Hechos reales en los que gana la ficción
"Los cuatro reyes magos", primer capítulo de "Botines", serie de unitarios de temática policial sobre idea original de Adrián Suar. Libro: Marcos Carnevale. Colaboración autoral: Sebastián Parrota. Con Lito Cruz, Raúl Rizzo, Carlos Belloso, Luis Machín, Rodrigo de la Serna y Diego Peretti. Edición y musicalización: Alejandro Alem y Alejandro Parisow. Dirección de fotografía: Guillermo Zappino. Dirección de arte: Mariana Sourrouille. Producción ejecutiva: Diego Andrasnik. Dirección: Jorge Nisco. Una producción de Pol-ka para Canal 13, los martes, a las 23.
"Todo lo que está por ver, ocurrió", advierte la leyenda que acompaña a los títulos de crédito, ubicada en la pantalla con la suficiente claridad como para que no pase inadvertida.
El subrayado remite al origen real de los hechos narrados en esta flamante serie de Canal 13 que acaba de comenzar con buen pie. Pero como si los responsables de llevar adelante esta idea hubiesen querido desde el vamos jugar con algunas de las reglas esenciales del relato policial, aquí las fronteras entre la ficción y la crónica periodística aparecen relativizadas. Y quien saca ventajas de este ejercicio es el televidente, liberado de las obligaciones de un relato documental y cargado de testimonios para zambullirse en el más puro terreno de la narración, libre de ataduras y condicionamientos.
Cualquier espectador razonablemente informado no habrá tardado en notar que el primero de los hechos elegidos para ser representados en este ciclo de unitarios es el celebérrimo caso del grupo de boqueteros que, tras un paciente y exacto trabajo de ingenería casera, logró abrir un hueco a través de las paredes y llegar por él hasta el sótano de una sucursal bancaria de la avenida Las Heras a comienzos de 1997 para saquear las cajas de seguridad sin impedimentos.

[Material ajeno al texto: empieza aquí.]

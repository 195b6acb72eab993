mod bucket;
mod commitment;
mod leaf;

use sha2::{Digest, Sha256};

pub use bucket::Bucket;
pub use commitment::Commitment;
pub use leaf::{check_contiguous, Leaf};

use crate::TreeError;

impl Hasher<32> for Sha256 {
    fn hash(data: &[u8]) -> [u8; 32] {
        let mut hasher = Sha256::new();
        hasher.update(data);
        hasher.finalize().into()
    }
}

/// Weight of a bucket. Wider than the 8 byte size field so that a total space
/// of exactly `2^64` can be represented at the root.
pub type Size = u128;

/// Width of the encoded size field.
pub const SIZE_BYTES: usize = 8;

/// Simple hash trait required to hash the buckets in the tree
///
/// # Type Parameters
/// * `HASH_SIZE` - The size of the hash digest in bytes
pub trait Hasher<const HASH_SIZE: usize> {
    fn hash(data: &[u8]) -> [u8; HASH_SIZE];
}

/// Encodes a size as 8 big endian bytes.
pub fn encode_size(size: Size) -> Result<[u8; SIZE_BYTES], TreeError> {
    u64::try_from(size)
        .map(u64::to_be_bytes)
        .map_err(|_| TreeError::SizeNotEncodable(size))
}

/// Decodes 8 big endian bytes into a size.
pub fn decode_size(bytes: &[u8]) -> Result<Size, TreeError> {
    let bytes: [u8; SIZE_BYTES] = bytes.try_into().map_err(|_| {
        TreeError::InvalidEncoding(format!(
            "size field must be {SIZE_BYTES} bytes, got {}",
            bytes.len()
        ))
    })?;
    Ok(u64::from_be_bytes(bytes) as Size)
}
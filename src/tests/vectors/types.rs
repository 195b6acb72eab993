use serde::{Deserialize, Serialize};
use sha2::Sha256;
use std::str::FromStr;

use crate::{Bucket, Commitment, Leaf, Proof, ProofStep, Side, Size};

/// Parse a decimal size, sizes may exceed the range of JSON numbers
fn parse_size(size: &str) -> Size {
    Size::from_str(size).unwrap()
}

fn parse_commitment(commitment: &str) -> Commitment<32> {
    Commitment::from_slice(&hex::decode(commitment).unwrap()).unwrap()
}

/// A leaf declared by a test vector
#[derive(Debug, Clone, Serialize, Deserialize, PartialEq, Eq)]
pub struct TestLeaf {
    pub start: String,
    pub end: String,
    pub payload: Option<String>,
}

impl TestLeaf {
    /// Convert to a tree leaf
    pub fn to_leaf(&self) -> Leaf<32, Sha256> {
        let payload = self
            .payload
            .as_ref()
            .map(|payload| hex::decode(payload).unwrap());
        Leaf::new(parse_size(&self.start)..parse_size(&self.end), payload).unwrap()
    }
}

/// A bucket as serialized in the test vectors
#[derive(Debug, Clone, Serialize, Deserialize, PartialEq, Eq)]
pub struct TestBucket {
    pub size: String,
    pub commitment: String,
}

impl TestBucket {
    pub fn to_bucket(&self) -> Bucket<32, Sha256> {
        Bucket::new(parse_size(&self.size), parse_commitment(&self.commitment))
    }
}

#[derive(Debug, Clone, Copy, Serialize, Deserialize, PartialEq, Eq)]
#[serde(rename_all = "lowercase")]
pub enum TestSide {
    Left,
    Right,
}

/// One step of an expected proof
#[derive(Debug, Clone, Serialize, Deserialize, PartialEq, Eq)]
pub struct TestProofStep {
    #[serde(flatten)]
    pub bucket: TestBucket,
    pub side: TestSide,
}

impl TestProofStep {
    pub fn to_step(&self) -> ProofStep<32, Sha256> {
        let side = match self.side {
            TestSide::Left => Side::Left,
            TestSide::Right => Side::Right,
        };
        ProofStep::new(self.bucket.to_bucket(), side)
    }
}

#[derive(Debug, Clone, Serialize, Deserialize, PartialEq, Eq)]
pub struct ValidTestCase {
    pub comment: Option<String>,
    pub leaves: Vec<TestLeaf>,
    pub root: TestBucket,
    /// Expected proof of every leaf, in leaf order
    pub proofs: Vec<Vec<TestProofStep>>,
}

impl ValidTestCase {
    pub fn proof(&self, index: usize) -> Proof<32, Sha256> {
        Proof::new(self.proofs[index].iter().map(TestProofStep::to_step).collect())
    }
}

#[derive(Debug, Clone, Serialize, Deserialize, PartialEq, Eq)]
pub struct TestVectors {
    pub valid_test_cases: Vec<ValidTestCase>,
}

"Botines" no recurrió a expedientes, registros forenses o documentos en procura de reconstruir del modo más "realista" posible un hecho que, al descubrirse, mantuvo en vilo por un buen tiempo a la opinión pública, sobre todo porque la maniobra se consumó en una manzana en la que también tiene su asiento una comisaría.
Tampoco cayó este episodio inaugural en esos juegos psicológicos, introspectivos o de carácter que suelen vestir de afectación a ciertas tramas de ficción y subordinar el ritmo narrativo al histrionismo de actores sobreexpuestos a los primeros planos. Aquí la máxima estrella resultó el relato mismo, la construcción de la trama delictiva a través de un lenguaje seco, duro, tan implacable como la decisión de los hombres que decidieron llevar adelante ese resonante golpe.
Ese relato se desarrolló en dos planos, tan hábilmente equilibrados como para confundir lo ficticio y lo real y así envolver la historia con un halo de misterio que la torna todavía más atractiva. Porque la operación se deconstruye ante los ojos del televidente a través del relato que el Perro (un estupendo Lito Cruz), el ciego y desconfiado dueño de un bar, hace ante un hombre que llega allí en busca de un arma, tal vez con la idea de armar otro "negocio" similar al que la banda de boqueteros acordó en una de las mesas del lugar.
¿Era o no un hombre de la ley el desconocido parroquiano (Raúl Rizzo, siempre eficaz) que escuchaba el relato del Perro mientras regateaba el precio del revólver? ¿Fueron finalmente tres o cuatro los artífices del robo? Las preguntas siguen latentes mientras desfilan, en el final, los textos que dan cuenta de lo que ocurrió con cada uno de los protagonistas, después de seguir a lo largo de una hora el relato de la operación con un clima opresivo, denso y recargado, en el que la desconfianza entre los malhechores se tornaba moneda corriente. Carlos Belloso, Rodrigo de la Serna, Luis Machín y Diego Peretti representaron aquí en gran forma a otros tantos arquetipos del comportamiento criminal, alguno más juicioso, otro más lanzado, pero siempre demostrativos de lo lejos a lo que puede llegar la TV cuando se anima a contar historias sin distracciones ni vueltas de más.